Comparison of Table Metric Standards and Performance Outcomes for Each Plant
Maryland
The production plant has surpassed standard metrics for components directly associated with production. It takes the most time to complete a single car production, having a score of 18 compared to the industry standard of 15. The benefits of taking a long time to produce are witnessed in the defective or recall rate. Maryland plant as a recall rate of 1%, the lowest among all plants, and lower than the overall standard, which stands at 2%. Though this is advantageous to Lacks tracks, it also means that they experience higher production costs than the overall standards. The cost of manufacturing one unit at the Maryland plant is 15,250, whereas the expected standard cost is 13,500. The variance cost for each unit is 1750. The plant's scrap rate is 3%, which is higher than the standard of 2%, while the scores for average production downtime is 0.50% for the standard and 1% for Maryland. In terms of damaged products, Maryland experiences 2 out of every shipment containing 10,000 products while the industry standard is one defective product in every 10,000 products.
Consequently, the plant sets apart six hours each month to train employees compared to the standard of 8. The plant experiences an employee safety incident of 2.25% for each employee, whereas the standard is 1.50%. Finally, the plant manufactures 43,000 units annually and utilizes 78.18% of capacity compared to standards of 45,000 and 81.82%, respectively.

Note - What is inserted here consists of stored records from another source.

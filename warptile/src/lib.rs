//! Warptile - cached raster tiles from a remote image-warping endpoint
//!
//! A warp endpoint reprojects and crops a source raster on demand: given a
//! bounding box, a CRS, a source dataset and output parameters it returns an
//! encoded image. This library turns those requests into drawable bitmaps
//! and memoizes them in a bounded, insertion-ordered cache.
//!
//! # High-Level API
//!
//! ```no_run
//! use image::RgbaImage;
//! use warptile::{FetcherConfig, TileFetcher, TileRequest};
//!
//! # async fn run() -> Result<(), warptile::TileError> {
//! let config = FetcherConfig::new("https://tiles.example.com/warp").with_max_cache_size(100);
//! let fetcher = TileFetcher::new(config)?;
//!
//! let request = TileRequest::new("0,0,10,10", "EPSG:3857", "s3://imagery/scene.tif")
//!     .with_bands("4,3,2");
//!
//! let mut canvas = RgbaImage::new(1024, 1024);
//! fetcher.fetch_and_draw_at(&mut canvas, &request, 256, 256).await?;
//! # Ok(())
//! # }
//! ```

pub mod bitmap;
pub mod cache;
pub mod config;
pub mod error;
pub mod fetcher;
pub mod http;
pub mod logging;
pub mod request;

pub use bitmap::{Bitmap, DrawSurface};
pub use cache::CacheStats;
pub use config::FetcherConfig;
pub use error::TileError;
pub use fetcher::{CoalescerStats, TileFetcher};
pub use request::{Bbox, CacheKey, TileRequest};

/// Version of the warptile library and CLI.
///
/// The version is defined in `Cargo.toml` and injected at compile time.
pub const VERSION: &str = env!("CARGO_PKG_VERSION");
//! In-memory tile cache with FIFO eviction.

use std::collections::{HashMap, VecDeque};
use std::sync::Arc;
use tracing::{debug, trace};

use crate::bitmap::Bitmap;
use crate::cache::CacheStats;
use crate::request::CacheKey;

/// The cache type owned by a fetcher.
pub type TileCache = FifoCache<Arc<Bitmap>>;

/// Bounded map that evicts in insertion order.
///
/// When full, inserting a new key evicts exactly one entry: the one inserted
/// earliest among those still present. Reads do not affect eviction order.
///
/// Evicted and cleared values are dropped immediately; for `Arc<Bitmap>`
/// the pixel buffer is freed once no caller still holds a clone.
pub struct FifoCache<V> {
    entries: HashMap<CacheKey, V>,
    /// Keys oldest first
    order: VecDeque<CacheKey>,
    capacity: usize,
    stats: CacheStats,
}

impl<V: Clone> FifoCache<V> {
    /// Create a cache holding at most `capacity` entries.
    ///
    /// A zero capacity is raised to one; configuration validation rejects
    /// zero before a fetcher gets here.
    pub fn new(capacity: usize) -> Self {
        let capacity = capacity.max(1);
        Self {
            entries: HashMap::with_capacity(capacity),
            order: VecDeque::with_capacity(capacity),
            capacity,
            stats: CacheStats::new(capacity),
        }
    }

    /// Look up a value. Counts a hit or miss.
    pub fn get(&mut self, key: &CacheKey) -> Option<V> {
        match self.entries.get(key) {
            Some(value) => {
                self.stats.record_hit();
                Some(value.clone())
            }
            None => {
                self.stats.record_miss();
                None
            }
        }
    }

    /// Insert a value.
    ///
    /// A new key at capacity first evicts the oldest entry. An existing key
    /// has its value replaced in place and keeps its position.
    ///
    /// Returns the key evicted to make room, if any.
    pub fn put(&mut self, key: CacheKey, value: V) -> Option<CacheKey> {
        if let Some(existing) = self.entries.get_mut(&key) {
            *existing = value;
            trace!(key = %key, "Replaced cached tile in place");
            return None;
        }

        let evicted = if self.entries.len() >= self.capacity {
            self.evict_oldest()
        } else {
            None
        };

        self.order.push_back(key.clone());
        self.entries.insert(key, value);
        self.stats.record_insert();
        self.stats.update_entry_count(self.entries.len());

        evicted
    }

    /// Look up a value without touching hit/miss counters.
    pub fn peek(&self, key: &CacheKey) -> Option<V> {
        self.entries.get(key).cloned()
    }

    /// Check if a key exists without touching hit/miss counters.
    pub fn contains(&self, key: &CacheKey) -> bool {
        self.entries.contains_key(key)
    }

    /// Remove every entry.
    pub fn clear(&mut self) {
        let count = self.entries.len();
        self.order.clear();
        self.entries.clear();
        self.stats.record_eviction(count as u64);
        self.stats.update_entry_count(0);
        debug!(released = count, "Cleared tile cache");
    }

    pub fn len(&self) -> usize {
        self.entries.len()
    }

    pub fn is_empty(&self) -> bool {
        self.entries.is_empty()
    }

    pub fn capacity(&self) -> usize {
        self.capacity
    }

    /// Keys in eviction order, oldest first.
    pub fn keys(&self) -> impl Iterator<Item = &CacheKey> {
        self.order.iter()
    }

    /// Snapshot of the counters.
    pub fn stats(&self) -> CacheStats {
        self.stats.clone()
    }

    /// Mutable access for counters the cache cannot observe itself.
    pub(crate) fn stats_mut(&mut self) -> &mut CacheStats {
        &mut self.stats
    }

    fn evict_oldest(&mut self) -> Option<CacheKey> {
        let key = self.order.pop_front()?;
        // Dropping the value here releases its buffer.
        drop(self.entries.remove(&key));
        self.stats.record_eviction(1);
        debug!(key = %key, capacity = self.capacity, "Evicted oldest tile");
        Some(key)
    }
}
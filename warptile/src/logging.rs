//! Logging setup for applications embedding the fetcher.
//!
//! The library itself only emits `tracing` events; nothing is printed unless
//! the host installs a subscriber. [`init_logging`] installs one with:
//! - a plain-text log file, truncated at startup
//! - a compact stderr layer, so stdout stays free for command output
//! - filtering from `RUST_LOG`, falling back to the given level

use std::fs;
use std::io;
use std::path::Path;
use tracing_appender::non_blocking::WorkerGuard;
use tracing_subscriber::fmt::format::FmtSpan;
use tracing_subscriber::layer::SubscriberExt;
use tracing_subscriber::util::SubscriberInitExt;
use tracing_subscriber::EnvFilter;

pub use crate::config::{default_log_directory, DEFAULT_LOG_FILE};

/// Guard that must be kept alive for the duration of logging.
///
/// Dropping this guard flushes and closes the log file writer.
pub struct LoggingGuard {
    _file_guard: WorkerGuard,
}

/// Initialize the global subscriber.
///
/// # Arguments
///
/// * `log_dir` - Directory for the log file, created if missing
/// * `log_file` - Log file name inside `log_dir`
/// * `default_level` - Filter directive used when `RUST_LOG` is unset
///   (e.g. `"info"`, `"warptile=debug"`)
///
/// # Errors
///
/// Returns an error if the directory cannot be created or the log file
/// cannot be truncated.
pub fn init_logging(
    log_dir: &Path,
    log_file: &str,
    default_level: &str,
) -> Result<LoggingGuard, io::Error> {
    prepare_log_file(log_dir, log_file)?;

    let file_appender = tracing_appender::rolling::never(log_dir, log_file);
    let (non_blocking_file, file_guard) = tracing_appender::non_blocking(file_appender);

    let file_layer = tracing_subscriber::fmt::layer()
        .with_writer(non_blocking_file)
        .with_ansi(false)
        .with_span_events(FmtSpan::CLOSE);

    let stderr_layer = tracing_subscriber::fmt::layer()
        .with_writer(io::stderr)
        .with_target(false)
        .compact();

    let env_filter =
        EnvFilter::try_from_default_env().unwrap_or_else(|_| EnvFilter::new(default_level));

    tracing_subscriber::registry()
        .with(env_filter)
        .with(file_layer)
        .with(stderr_layer)
        .init();

    Ok(LoggingGuard {
        _file_guard: file_guard,
    })
}

/// Create `log_dir` and truncate `log_file` inside it.
fn prepare_log_file(log_dir: &Path, log_file: &str) -> Result<(), io::Error> {
    fs::create_dir_all(log_dir)?;
    fs::write(log_dir.join(log_file), "")
}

From the scores, the high number of safety incidents per employee is attributed to the reduced number of hours for training for each month. The high production costs per unit are a result of the downtime of 1%. There is an opportunity for Maryland to increase profitability by reducing the cycle time for each vehicle.
Delaware
The manufacturing cost per unit is 14,100 compared to the metric standard of 13,500, giving a cost variance of 600 more per unit. The cycle time at the plant is 16 hours, while the metric stand is 15. It yields 97% of products that do not require rework than the metric standard of 98%. However, the plant experiences a defective or recall rate of 3%, which is the third-highest for all plants, compared to the metric standard of 2%. Likewise, the scrap rate is 4%, the highest in all the plants compared to the standard of 2%. The plant leads in production downtime with a score of 1.50% compared to the standard of 0.50%. It further experiences damage of 4 pieces in every 10,000 products compared to the standard of 1 and trains employees three hours each month relative to metric of 8 hours.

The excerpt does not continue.